Supported by Fujian Provincial Health Technology Project, No. 2020QNA012.
Institutional review board statement: This study was approved by the Ethic Committee of Fuzhou University Affiliated Provincial Hospital.
Informed consent statement: Patient/guardian were not required to give informed consent to the study because the analysis used anonymous clinical data that were obtained after each patient/guardian agreed to treatment by written consent.
Conflict-of-interest statement: There is no conflict of interest.
STROBE statement: The authors have read the STROBE Statement-a checklist of items, and the manuscript was prepared and revised according to the STROBE Statement-a checklist of items.
Data sharing statement: No additional data are available.
Corresponding author: Yan-Hui Chen, Professor, Department of Pediatrics, Fujian Medical University Union Hospital, No. 29 Xinquan Road, Gulou District, Fuzhou 350001, Fujian Province, China. deag0225@126.com
Received: September 16, 2025 Revised: November 13, 2025 Accepted: December 10, 2025 Published online: March 19, 2026 Processing time: 163 Days and 23.3 Hours
Abstract
BACKGROUND
Autism spectrum disorder (ASD) involves social and neurological impairment, and affected individuals have an elevated risk of bullying.
AIM
To clarify serum folate (SF) and brain-derived neurotrophic factor (BDNF) expression in ASD-affected children and evaluate their prediction value for illness severity.
METHODS
From February 2023 to February 2025, 53 ASD-affected children and 50 healthy controls visiting Fuzhou University Affiliated Provincial Hospital were enrolled as the research and control groups, respectively.

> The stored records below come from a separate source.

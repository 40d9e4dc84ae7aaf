//! Build pipeline: enumerate, parse in parallel, join literals to scopes,
//! commit one file at a time through a single writer.

pub mod assign;
pub mod builder;
pub mod summary;

pub use assign::{build_records, ScopeIndex};
pub use builder::{FileOutcome, Indexer, ProgressEvent};
pub use summary::{BuildSummary, FileFailure};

SF and BDNF levels were measured in all children. The Childhood Autism Rating Scale (CARS) was used to assess ASD symptom severity. In ASD cases, SF and BDNF expression differences were compared across illness-severity subgroups and before versus after treatment. Pearson r was used to assess correlations between SF/BDNF and CARS in the research group. Receiver operating characteristic (ROC) curves were used to assess their predictive value for ASD severity. Univariate and multivariate binary Logistic models were used to identify ASD progression determinants.
RESULTS
ASD children showed significantly lower SF and higher BDNF higher than controls. Severe cases had lower SF and higher BDNF than mild-to-moderate cases. SF correlated inversely with the CARS score, whereas BDNF correlated positively. For predicting ASD severity, the area under the ROC curve (AUC) of SF and BDNF was 0.700-0.750, and their combined use increased the AUC to 0.823. Both markers were confirmed to be independent determinants of ASD aggravation.
CONCLUSION
SF is down-regulated and BDNF is up-regulated in ASD-affected children, SF correlates negatively with ASD severity and BDNF correlates positively. Low SF and high BDNF are risk factors for ASD deterioration in children.

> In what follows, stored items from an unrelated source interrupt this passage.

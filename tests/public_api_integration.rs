// Integration test for the public API
use std::sync::Arc;
use strdb::{
    open_store, ConcatPolicy, ExtractOptions, Fingerprint, Fingerprinter, HashAlgorithm, IndexError, IndexStore, Indexer,
    IndexerConfig, MemoryStore, OpenMode, QueryEngine, Result, SourceParser, SqliteStore, StoreBackend,
    TreeSitterParser, FILE_SCOPE, VERSION,
};

#[test]
fn test_public_api_exports() {
    let _version: &str = VERSION;

    let config = IndexerConfig::default();
    let _indexer: Indexer = Indexer::new(config.clone());
    let _parser: Arc<dyn SourceParser> = Arc::new(TreeSitterParser::from_config(&config));
    let _options: ExtractOptions = ExtractOptions::from_config(&config);
    let _store: Box<dyn IndexStore> = Box::new(MemoryStore::new(HashAlgorithm::Xxh64));
    let _error: IndexError = IndexError::Config("example".to_string());
    let _result: Result<()> = Ok(());
    assert_eq!(FILE_SCOPE, "<file scope>");
}

#[test]
fn test_config_builder_style() {
    let config = IndexerConfig {
        extensions: vec!["C".to_string(), ".hpp".to_string()],
        concatenation: ConcatPolicy::Separate,
        workers: 2,
        ..IndexerConfig::default()
    }
    .normalized()
    .unwrap();

    assert_eq!(config.extensions, vec!["c".to_string(), "hpp".to_string()]);
    assert_eq!(config.worker_count(), 2);
}

#[test]
fn test_fingerprints_are_stable() {
    let xxh64 = HashAlgorithm::Xxh64.fingerprinter();
    let fp = xxh64.fingerprint(b"");
    assert_eq!(fp, Fingerprint(0xef46db3751d8e999));
    assert_eq!(fp.to_string(), "ef46db3751d8e999");
    assert_eq!("ef46db3751d8e999".parse::<Fingerprint>().unwrap(), fp);
}

#[test]
fn test_store_lifecycle_through_trait_objects() {
    let dir = tempfile::tempdir().unwrap();
    for backend in [StoreBackend::Sqlite, StoreBackend::Json] {
        let config = IndexerConfig {
            database: dir.path().join(format!("{:?}.idx", backend)),
            backend,
            ..IndexerConfig::default()
        };

        let mut store = open_store(&config, OpenMode::ReadWrite).unwrap();
        let occurrence = strdb::Occurrence::new("/src/a.c", "main", 2);
        let fp = HashAlgorithm::Xxh64.fingerprinter().fingerprint(b"usage: %s\n");
        store.merge(fp, b"usage: %s\n", &occurrence).unwrap();
        store.flush().unwrap();
        store.close().unwrap();

        let reader = open_store(&config, OpenMode::ReadOnly).unwrap();
        let engine = QueryEngine::for_store(reader.as_ref()).unwrap();
        let found = engine.lookup(b"usage: %s\n").unwrap();
        assert_eq!(found.into_iter().collect::<Vec<_>>(), vec![occurrence]);
    }
}

#[test]
fn test_sqlite_in_memory_store() {
    let store = SqliteStore::open_in_memory(HashAlgorithm::Xxh3).unwrap();
    assert_eq!(store.algorithm(), "xxh3");
    assert_eq!(store.stats().unwrap().entries, 0);
}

Core Tip: We selected 53 autism spectrum disorder (ASD)-affected children and 50 healthy controls. Serum folate (SF) was down-regulated and brain-derived neurotrophic factor (BDNF) was up-regulated in ASD children. Both indices related closely to illness severity and could reflect therapeutic effectiveness. Moreover, low SF and high BDNF levels held predictive value for ASD aggravation in children.

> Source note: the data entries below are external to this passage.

use colored::Colorize;
use indicatif::{ProgressBar, ProgressStyle};
use std::time::Duration;

/// Terminal output for the CLI. Results go to stdout, chatter to stderr.
#[derive(Debug, Clone)]
pub struct UIManager {
    colors_enabled: bool,
    quiet: bool,
}

impl UIManager {
    pub fn new(colors_enabled: bool) -> Self {
        colored::control::set_override(colors_enabled);
        Self {
            colors_enabled,
            quiet: false,
        }
    }

    /// Suppress headers and progress, e.g. for JSON output.
    pub fn with_quiet(mut self, quiet: bool) -> Self {
        self.quiet = quiet;
        self
    }

    pub fn colors_enabled(&self) -> bool {
        self.colors_enabled
    }

    pub fn print_header(&self, title: &str) {
        if !self.quiet {
            eprintln!("\n{}", title.bold().underline());
        }
    }

    pub fn print_info(&self, message: &str) {
        if !self.quiet {
            eprintln!("{} {}", "•".blue(), message);
        }
    }

    pub fn print_success(&self, message: &str) {
        if !self.quiet {
            eprintln!("{} {}", "✓".green().bold(), message);
        }
    }

    pub fn print_warning(&self, message: &str) {
        eprintln!("{} {}", "!".yellow().bold(), message.yellow());
    }

    pub fn print_error(&self, message: &str) {
        eprintln!("{} {}", "error:".red().bold(), message);
    }

    /// Progress bar over `total` files; hidden when quiet.
    pub fn create_build_progress(&self, total: u64) -> ProgressBar {
        if self.quiet {
            return ProgressBar::hidden();
        }
        let bar = ProgressBar::new(total);
        let style = ProgressStyle::with_template(
            "{spinner:.green} [{elapsed_precise}] [{bar:40.cyan/blue}] {pos}/{len} files ({per_sec}) {msg}",
        )
        .unwrap_or_else(|_| ProgressStyle::default_bar())
        .progress_chars("=>-");
        bar.set_style(style);
        bar.enable_steady_tick(Duration::from_millis(120));
        bar
    }
}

Citation: Chen LB, Xu XQ, Chen YH. Serum folate and brain-derived neurotrophic factor in pediatric autism spectrum disorder and their predictive role in illness severity. World J Psychiatry 2026; 16(3): 112418
Autism spectrum disorder (ASD) is a neurodevelopmental disorder arising in the fetus and very young children[1], yet often detected only preschool years[2]. Its manifestations include impaired social interaction and communication and restricted behaviors, interests, and activity patterns. These heterogeneous neurodevelopmental and functional disorders frequently persist into adulthood, imposing substantial burden on individuals, their families, the education system, and society[3,4]. ASD pathogenesis involves the downregulation of synaptic-related genes, astrocyte and microglia activation, gut microbiota-induced neuroinflammation and immune dysregulation, and functional disturbances in brain regions and neural circuits[5]. Relevant epidemiological data show that ASD-affected children face higher bullying risks, which increase with the severity of social impairments[6]. Few studies have predicted ASD severity based on serum markers[7]. This study therefore analyses serum folate (SF) and brain-derived neurotrophic factor (BDNF) expression to explore more effective diagnostic and treatment strategies and reduce the overall burden on patients and society.
SF-vitamin B9 is an essential micronutrient for fetal neurodevelopment, supporting normal DNA synthesis and complete neural tube closure[8], and this dependence continues after birth. Due to dietary problems, children with ASD have a significantly increased risk of multiple nutrient deficiencies (SF, vitamin C, iron, etc.)[9,10]. Children with ASD typically have lower SF levels than normally developing children, suggesting that ASD pathogenesis may be related to deficient brain SF[11,12]. Conversely, BDNF is a central nervous system neurotrophin involved in the pathophysiology of various mental diseases (bipolar, major depressive, obsessive-compulsive disorders, etc.) and regulates neuronal development, synaptic plasticity, and neural network function[13]. In children, BDNF regulates early normal neuronal development and functional establishment; its dysregulation can induce long-term structural/functional changes and abnormally elevated peripheral BDNF in ASD-affected children[14]. A study has linked ASD-like behaviors to impaired conversion of BDNF precursor to mature BDNF in the brain, suggesting that BDNF may also mediate ASD pathogenesis[15]. A basic experiment also associated autistic-like behaviors with low BDNF and glial fibrillary acidic protein (GFAP) methylation, increased oxidative stress, increased inflammatory-cell infiltration, and frontal-cortex structural change; folic acid intervention helps reverse these pathological changes and improve autistic-like behaviors, suggesting that BDNF and SF may co-mediate ASD pathophysiology[16].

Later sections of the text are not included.